▶ [Aim of the task]: Below are the records; restate word for word the lines from the first through the one containing "protocol echo utilities.", and only those.

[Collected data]
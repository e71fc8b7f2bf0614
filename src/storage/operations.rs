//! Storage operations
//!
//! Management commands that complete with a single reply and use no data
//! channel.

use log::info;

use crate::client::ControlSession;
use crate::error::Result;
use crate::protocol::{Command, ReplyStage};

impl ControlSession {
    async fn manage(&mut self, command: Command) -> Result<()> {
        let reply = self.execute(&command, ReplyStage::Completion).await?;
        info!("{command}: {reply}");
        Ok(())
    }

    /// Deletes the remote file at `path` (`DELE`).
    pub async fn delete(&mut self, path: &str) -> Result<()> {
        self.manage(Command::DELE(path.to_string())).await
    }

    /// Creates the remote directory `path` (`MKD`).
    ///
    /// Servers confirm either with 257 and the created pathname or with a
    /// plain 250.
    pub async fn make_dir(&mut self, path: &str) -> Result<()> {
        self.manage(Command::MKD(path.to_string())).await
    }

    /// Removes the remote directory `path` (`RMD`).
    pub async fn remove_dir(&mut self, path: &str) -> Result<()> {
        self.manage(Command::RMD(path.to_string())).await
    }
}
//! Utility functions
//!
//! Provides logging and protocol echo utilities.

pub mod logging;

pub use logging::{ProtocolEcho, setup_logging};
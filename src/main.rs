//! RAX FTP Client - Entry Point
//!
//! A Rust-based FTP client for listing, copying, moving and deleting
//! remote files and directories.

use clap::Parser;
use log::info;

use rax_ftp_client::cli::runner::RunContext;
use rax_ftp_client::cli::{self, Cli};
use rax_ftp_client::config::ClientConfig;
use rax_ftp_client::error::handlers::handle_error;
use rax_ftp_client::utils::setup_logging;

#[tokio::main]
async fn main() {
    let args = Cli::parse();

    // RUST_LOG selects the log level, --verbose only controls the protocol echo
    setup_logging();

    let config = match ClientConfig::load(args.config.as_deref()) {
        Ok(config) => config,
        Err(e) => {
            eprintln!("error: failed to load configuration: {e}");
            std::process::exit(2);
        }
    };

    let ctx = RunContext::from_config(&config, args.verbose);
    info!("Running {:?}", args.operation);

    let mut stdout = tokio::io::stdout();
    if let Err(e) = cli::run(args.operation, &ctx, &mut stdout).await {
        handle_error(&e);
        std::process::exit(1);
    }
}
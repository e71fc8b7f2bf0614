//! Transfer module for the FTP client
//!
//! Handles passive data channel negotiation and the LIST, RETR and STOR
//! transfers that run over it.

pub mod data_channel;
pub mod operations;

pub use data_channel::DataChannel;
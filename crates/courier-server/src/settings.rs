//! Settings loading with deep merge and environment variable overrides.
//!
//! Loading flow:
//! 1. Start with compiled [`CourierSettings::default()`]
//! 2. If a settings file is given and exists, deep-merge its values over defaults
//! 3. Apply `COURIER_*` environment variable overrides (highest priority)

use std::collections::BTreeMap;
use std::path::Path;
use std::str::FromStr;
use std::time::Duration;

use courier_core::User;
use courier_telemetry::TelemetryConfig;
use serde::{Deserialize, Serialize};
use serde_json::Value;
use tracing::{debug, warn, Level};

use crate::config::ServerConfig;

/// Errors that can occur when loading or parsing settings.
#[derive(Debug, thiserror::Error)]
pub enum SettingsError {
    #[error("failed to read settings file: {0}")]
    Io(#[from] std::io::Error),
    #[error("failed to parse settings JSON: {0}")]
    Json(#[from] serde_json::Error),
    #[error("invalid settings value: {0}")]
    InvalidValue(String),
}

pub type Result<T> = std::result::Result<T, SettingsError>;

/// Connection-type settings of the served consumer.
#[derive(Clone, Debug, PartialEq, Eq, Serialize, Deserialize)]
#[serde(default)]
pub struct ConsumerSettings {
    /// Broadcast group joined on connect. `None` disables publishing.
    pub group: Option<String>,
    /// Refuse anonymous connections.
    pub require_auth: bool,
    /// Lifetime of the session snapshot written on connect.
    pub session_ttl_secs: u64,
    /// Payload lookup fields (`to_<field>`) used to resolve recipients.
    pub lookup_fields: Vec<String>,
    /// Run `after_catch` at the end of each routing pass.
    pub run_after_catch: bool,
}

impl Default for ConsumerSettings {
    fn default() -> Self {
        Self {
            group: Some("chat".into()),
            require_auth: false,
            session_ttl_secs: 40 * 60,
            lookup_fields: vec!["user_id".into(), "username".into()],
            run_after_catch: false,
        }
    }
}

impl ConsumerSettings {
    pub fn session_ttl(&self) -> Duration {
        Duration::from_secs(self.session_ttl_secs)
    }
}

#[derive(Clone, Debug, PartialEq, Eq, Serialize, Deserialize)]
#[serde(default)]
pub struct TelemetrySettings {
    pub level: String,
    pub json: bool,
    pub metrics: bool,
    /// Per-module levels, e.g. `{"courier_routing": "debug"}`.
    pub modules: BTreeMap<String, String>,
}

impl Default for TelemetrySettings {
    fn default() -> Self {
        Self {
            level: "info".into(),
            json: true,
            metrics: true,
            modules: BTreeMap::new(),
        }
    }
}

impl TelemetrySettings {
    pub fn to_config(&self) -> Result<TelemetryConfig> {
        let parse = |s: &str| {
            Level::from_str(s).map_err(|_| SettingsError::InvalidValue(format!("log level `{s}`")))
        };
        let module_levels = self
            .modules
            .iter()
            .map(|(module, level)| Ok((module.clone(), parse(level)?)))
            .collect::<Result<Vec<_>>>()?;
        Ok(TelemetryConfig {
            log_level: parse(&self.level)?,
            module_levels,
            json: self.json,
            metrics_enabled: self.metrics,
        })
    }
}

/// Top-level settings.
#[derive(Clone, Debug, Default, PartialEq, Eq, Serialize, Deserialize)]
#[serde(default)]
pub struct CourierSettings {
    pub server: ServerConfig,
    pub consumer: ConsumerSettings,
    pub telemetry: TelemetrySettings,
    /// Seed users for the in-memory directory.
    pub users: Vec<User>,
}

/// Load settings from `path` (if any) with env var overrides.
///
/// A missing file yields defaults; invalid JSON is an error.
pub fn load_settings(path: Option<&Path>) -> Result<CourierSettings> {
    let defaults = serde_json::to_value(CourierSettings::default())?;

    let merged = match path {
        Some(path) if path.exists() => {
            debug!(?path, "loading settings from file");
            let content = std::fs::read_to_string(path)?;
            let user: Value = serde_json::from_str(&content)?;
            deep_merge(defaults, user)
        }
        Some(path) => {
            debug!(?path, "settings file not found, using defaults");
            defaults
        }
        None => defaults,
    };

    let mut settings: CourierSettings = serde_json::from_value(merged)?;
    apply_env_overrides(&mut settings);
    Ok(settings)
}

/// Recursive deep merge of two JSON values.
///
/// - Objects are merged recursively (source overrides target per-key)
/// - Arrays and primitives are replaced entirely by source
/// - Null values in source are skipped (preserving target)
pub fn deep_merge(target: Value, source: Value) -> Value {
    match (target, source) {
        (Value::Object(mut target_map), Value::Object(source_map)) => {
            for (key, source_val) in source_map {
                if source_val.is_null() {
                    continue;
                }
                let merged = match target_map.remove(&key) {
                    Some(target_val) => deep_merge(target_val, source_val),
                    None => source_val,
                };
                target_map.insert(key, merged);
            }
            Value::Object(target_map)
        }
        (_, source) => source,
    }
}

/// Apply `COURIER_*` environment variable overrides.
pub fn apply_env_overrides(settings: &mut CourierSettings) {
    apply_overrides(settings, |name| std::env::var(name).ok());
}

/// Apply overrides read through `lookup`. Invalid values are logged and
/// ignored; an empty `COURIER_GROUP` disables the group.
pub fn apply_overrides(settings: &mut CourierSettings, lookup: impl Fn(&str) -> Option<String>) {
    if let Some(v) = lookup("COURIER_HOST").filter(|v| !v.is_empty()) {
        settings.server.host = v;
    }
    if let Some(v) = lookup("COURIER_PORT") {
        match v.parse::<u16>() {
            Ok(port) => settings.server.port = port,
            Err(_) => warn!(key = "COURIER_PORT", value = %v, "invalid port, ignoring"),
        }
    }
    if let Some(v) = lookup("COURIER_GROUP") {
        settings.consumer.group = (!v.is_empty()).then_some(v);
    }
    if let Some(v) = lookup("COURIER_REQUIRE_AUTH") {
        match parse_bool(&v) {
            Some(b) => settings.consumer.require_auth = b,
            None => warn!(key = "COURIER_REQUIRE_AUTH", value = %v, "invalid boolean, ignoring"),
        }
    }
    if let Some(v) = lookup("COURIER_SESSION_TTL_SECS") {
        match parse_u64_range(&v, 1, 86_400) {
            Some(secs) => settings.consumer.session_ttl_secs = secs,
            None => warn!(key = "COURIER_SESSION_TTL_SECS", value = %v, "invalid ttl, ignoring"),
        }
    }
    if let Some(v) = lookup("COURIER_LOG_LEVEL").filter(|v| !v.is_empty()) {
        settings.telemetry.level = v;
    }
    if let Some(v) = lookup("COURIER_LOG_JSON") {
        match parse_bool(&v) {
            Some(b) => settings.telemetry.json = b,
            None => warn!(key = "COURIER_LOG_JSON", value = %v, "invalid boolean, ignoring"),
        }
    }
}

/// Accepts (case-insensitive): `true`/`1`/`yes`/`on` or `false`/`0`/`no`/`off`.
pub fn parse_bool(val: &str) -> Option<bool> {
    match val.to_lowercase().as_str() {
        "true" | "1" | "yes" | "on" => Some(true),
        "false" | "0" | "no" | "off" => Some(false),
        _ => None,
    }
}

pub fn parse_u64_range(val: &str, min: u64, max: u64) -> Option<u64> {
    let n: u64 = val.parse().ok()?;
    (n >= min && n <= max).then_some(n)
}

▶ [Problem solution]:
repository e71fc8b7f2bf0614
filename src/storage/operations.rs
//! Storage operations
//!
//! Management commands that complete with a single reply and use no data
//! channel.

use log::info;

use crate::client::ControlSession;
use crate::error::Result;
use crate::protocol::{Command, ReplyStage};

impl ControlSession {
    async fn manage(&mut self, command: Command) -> Result<()> {
        let reply = self.execute(&command, ReplyStage::Completion).await?;
        info!("{command}: {reply}");
        Ok(())
    }

    /// Deletes the remote file at `path` (`DELE`).
    pub async fn delete(&mut self, path: &str) -> Result<()> {
        self.manage(Command::DELE(path.to_string())).await
    }

    /// Creates the remote directory `path` (`MKD`).
    ///
    /// Servers confirm either with 257 and the created pathname or with a
    /// plain 250.
    pub async fn make_dir(&mut self, path: &str) -> Result<()> {
        self.manage(Command::MKD(path.to_string())).await
    }

    /// Removes the remote directory `path` (`RMD`).
    pub async fn remove_dir(&mut self, path: &str) -> Result<()> {
        self.manage(Command::RMD(path.to_string())).await
    }
}
//! Utility functions
//!
//! Provides logging and protocol echo utilities.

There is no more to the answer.